(Dataset items)
+---+
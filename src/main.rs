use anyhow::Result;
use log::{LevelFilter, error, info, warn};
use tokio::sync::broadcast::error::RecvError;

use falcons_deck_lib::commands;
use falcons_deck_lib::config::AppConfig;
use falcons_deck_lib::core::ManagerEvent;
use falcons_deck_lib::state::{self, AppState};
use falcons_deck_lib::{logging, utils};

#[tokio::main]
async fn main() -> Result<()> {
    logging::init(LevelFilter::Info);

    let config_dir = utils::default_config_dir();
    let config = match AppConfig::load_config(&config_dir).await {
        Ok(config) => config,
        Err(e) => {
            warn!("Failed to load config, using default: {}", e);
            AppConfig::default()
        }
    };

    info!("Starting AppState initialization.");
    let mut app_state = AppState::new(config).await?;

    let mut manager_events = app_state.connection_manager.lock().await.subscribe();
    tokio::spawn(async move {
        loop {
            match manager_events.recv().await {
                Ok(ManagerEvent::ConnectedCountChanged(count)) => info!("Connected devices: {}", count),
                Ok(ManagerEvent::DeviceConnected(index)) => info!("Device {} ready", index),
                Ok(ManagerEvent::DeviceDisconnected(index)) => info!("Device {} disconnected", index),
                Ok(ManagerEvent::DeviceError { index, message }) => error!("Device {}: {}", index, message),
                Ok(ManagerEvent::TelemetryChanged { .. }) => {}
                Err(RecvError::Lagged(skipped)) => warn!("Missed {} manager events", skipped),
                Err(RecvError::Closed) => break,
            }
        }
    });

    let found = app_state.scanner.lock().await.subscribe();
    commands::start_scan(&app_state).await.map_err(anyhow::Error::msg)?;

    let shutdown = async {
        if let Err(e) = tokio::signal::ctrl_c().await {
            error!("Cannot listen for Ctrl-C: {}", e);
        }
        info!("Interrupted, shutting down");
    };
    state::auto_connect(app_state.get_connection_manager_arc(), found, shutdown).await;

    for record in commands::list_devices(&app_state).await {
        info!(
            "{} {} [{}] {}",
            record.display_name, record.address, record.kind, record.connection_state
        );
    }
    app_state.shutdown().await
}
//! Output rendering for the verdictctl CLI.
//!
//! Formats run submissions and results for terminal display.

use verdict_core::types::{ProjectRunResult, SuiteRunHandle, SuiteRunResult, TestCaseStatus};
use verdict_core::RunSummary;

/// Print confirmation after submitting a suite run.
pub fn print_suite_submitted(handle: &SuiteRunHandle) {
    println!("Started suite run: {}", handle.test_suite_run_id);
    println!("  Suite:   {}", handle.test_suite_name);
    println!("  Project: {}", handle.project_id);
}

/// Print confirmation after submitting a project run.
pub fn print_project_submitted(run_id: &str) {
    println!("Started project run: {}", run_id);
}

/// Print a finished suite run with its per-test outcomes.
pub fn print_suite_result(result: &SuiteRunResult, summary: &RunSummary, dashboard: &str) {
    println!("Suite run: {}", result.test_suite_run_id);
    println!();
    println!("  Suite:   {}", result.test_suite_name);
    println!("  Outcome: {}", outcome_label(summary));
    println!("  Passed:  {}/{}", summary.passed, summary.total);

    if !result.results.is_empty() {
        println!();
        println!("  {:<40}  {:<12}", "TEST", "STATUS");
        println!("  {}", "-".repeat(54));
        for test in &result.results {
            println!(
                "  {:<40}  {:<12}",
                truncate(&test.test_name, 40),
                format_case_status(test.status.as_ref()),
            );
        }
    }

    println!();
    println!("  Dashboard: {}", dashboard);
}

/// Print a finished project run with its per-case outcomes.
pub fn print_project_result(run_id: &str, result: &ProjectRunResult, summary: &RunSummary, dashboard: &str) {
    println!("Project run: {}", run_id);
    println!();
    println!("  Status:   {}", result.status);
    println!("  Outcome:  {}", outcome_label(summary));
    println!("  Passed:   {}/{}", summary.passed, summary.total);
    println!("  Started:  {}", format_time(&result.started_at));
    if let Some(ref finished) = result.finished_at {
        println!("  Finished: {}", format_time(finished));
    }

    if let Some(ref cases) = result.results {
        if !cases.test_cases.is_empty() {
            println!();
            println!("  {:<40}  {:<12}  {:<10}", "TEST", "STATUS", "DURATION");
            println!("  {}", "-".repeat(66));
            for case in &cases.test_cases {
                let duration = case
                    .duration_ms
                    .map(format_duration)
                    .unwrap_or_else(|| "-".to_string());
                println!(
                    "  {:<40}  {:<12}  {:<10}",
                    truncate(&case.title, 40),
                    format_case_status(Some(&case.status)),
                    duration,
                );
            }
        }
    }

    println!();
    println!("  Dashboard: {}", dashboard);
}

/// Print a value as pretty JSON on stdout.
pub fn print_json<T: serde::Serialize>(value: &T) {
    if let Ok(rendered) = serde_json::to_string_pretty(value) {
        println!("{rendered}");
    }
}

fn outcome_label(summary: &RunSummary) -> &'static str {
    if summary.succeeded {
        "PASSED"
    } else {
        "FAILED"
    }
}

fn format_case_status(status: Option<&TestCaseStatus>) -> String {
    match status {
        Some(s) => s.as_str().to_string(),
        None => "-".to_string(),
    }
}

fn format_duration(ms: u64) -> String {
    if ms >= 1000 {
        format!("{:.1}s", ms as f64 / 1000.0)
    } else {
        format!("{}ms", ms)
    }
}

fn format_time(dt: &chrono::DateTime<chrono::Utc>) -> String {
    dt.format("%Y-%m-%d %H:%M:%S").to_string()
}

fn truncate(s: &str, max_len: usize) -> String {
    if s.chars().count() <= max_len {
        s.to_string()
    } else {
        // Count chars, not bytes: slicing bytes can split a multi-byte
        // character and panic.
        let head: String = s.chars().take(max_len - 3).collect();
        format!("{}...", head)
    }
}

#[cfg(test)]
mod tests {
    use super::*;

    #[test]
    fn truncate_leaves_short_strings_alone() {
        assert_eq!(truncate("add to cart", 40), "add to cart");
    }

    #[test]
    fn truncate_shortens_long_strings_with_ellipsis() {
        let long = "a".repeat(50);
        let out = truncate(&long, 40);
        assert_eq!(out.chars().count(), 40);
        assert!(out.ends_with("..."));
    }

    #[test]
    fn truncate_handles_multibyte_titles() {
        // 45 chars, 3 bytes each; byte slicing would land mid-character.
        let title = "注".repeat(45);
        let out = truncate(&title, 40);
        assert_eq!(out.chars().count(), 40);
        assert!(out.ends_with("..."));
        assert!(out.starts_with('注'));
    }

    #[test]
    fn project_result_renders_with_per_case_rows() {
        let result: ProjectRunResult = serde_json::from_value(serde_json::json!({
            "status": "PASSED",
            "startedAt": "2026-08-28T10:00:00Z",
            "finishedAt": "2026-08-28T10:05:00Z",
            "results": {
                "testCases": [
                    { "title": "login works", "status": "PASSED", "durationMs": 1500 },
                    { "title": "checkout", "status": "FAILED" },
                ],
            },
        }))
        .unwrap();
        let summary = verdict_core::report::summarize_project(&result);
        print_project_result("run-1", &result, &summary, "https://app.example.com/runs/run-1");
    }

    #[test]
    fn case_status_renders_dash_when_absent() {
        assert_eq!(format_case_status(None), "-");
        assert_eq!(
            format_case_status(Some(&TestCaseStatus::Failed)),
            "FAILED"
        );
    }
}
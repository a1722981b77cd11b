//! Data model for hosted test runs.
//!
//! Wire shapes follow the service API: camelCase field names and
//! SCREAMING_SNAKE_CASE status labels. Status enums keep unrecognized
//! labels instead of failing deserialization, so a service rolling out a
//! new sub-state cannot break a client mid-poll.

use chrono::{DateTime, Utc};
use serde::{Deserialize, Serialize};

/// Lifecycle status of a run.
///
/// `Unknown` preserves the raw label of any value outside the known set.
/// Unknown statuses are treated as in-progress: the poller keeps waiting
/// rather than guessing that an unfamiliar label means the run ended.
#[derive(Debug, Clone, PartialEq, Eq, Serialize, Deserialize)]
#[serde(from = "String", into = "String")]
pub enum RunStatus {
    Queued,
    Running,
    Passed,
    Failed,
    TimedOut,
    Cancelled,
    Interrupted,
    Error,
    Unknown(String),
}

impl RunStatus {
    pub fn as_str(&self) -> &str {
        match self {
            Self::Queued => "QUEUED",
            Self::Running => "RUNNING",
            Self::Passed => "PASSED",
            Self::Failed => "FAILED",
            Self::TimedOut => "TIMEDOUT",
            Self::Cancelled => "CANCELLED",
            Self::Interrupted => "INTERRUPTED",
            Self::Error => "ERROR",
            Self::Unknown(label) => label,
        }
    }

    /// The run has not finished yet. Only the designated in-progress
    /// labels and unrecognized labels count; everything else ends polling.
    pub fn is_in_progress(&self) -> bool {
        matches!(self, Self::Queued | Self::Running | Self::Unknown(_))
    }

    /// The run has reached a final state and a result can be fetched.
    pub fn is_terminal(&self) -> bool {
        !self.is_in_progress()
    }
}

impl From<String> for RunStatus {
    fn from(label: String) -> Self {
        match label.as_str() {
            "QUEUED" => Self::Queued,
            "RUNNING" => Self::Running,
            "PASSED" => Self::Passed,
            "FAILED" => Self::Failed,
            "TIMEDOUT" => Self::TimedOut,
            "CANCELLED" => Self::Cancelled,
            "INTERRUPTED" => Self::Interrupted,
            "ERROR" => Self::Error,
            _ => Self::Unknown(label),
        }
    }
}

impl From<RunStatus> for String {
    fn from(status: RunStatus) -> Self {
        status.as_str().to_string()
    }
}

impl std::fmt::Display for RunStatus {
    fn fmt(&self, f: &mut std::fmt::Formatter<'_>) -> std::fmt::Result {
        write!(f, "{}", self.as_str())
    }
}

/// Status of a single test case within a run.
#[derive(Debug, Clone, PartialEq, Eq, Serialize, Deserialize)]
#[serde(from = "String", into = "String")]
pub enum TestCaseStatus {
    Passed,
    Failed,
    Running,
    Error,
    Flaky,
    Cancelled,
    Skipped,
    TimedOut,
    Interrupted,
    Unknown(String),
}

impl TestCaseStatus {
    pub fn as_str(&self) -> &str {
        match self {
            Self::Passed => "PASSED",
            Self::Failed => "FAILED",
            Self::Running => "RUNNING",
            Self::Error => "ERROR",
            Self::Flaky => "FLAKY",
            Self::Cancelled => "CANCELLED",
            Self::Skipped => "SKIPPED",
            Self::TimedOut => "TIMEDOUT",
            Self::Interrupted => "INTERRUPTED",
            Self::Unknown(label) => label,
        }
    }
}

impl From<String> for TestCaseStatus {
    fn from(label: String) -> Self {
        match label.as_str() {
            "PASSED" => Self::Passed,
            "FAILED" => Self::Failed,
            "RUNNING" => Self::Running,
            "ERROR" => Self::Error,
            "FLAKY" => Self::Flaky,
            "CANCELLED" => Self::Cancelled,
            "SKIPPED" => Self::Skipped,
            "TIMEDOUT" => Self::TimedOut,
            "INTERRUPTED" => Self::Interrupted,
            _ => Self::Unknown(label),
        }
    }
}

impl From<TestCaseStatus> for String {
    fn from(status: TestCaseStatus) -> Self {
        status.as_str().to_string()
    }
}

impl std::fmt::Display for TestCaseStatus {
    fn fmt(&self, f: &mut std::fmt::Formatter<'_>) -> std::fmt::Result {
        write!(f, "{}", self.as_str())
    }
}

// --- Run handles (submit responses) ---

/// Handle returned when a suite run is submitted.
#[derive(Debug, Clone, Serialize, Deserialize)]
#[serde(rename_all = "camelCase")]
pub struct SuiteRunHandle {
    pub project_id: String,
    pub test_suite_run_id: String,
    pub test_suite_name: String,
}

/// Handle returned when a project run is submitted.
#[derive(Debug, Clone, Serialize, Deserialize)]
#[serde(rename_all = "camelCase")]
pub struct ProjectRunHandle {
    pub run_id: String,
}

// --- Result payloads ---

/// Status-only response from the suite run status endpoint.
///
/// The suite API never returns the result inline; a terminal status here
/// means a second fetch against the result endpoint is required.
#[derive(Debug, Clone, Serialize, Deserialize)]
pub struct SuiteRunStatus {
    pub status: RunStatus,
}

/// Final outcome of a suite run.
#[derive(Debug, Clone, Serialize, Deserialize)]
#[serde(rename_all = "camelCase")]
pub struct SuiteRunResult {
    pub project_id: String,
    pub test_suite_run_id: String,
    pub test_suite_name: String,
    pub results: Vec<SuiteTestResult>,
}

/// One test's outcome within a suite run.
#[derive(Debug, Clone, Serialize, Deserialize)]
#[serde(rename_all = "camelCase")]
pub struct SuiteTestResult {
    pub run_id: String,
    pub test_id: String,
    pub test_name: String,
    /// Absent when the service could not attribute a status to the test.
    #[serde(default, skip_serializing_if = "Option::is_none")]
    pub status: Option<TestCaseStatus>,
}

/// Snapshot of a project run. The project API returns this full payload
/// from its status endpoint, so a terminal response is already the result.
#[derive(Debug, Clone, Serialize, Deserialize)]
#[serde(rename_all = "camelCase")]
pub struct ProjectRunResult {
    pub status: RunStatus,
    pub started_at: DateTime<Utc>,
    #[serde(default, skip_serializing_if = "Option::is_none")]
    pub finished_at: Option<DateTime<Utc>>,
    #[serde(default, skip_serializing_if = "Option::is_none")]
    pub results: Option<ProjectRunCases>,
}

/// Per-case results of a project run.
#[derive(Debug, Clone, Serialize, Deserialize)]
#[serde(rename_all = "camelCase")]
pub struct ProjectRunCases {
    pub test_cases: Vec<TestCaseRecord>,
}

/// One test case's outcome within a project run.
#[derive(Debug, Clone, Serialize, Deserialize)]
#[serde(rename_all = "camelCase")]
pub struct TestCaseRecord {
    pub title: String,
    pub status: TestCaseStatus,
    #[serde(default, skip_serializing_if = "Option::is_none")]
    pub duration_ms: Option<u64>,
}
+---+
- What needs to be done -
Return, from the data, each line that has the word "chrono" in it.

- Your response -
fn format_time(dt: &chrono::DateTime<chrono::Utc>) -> String {
use chrono::{DateTime, Utc};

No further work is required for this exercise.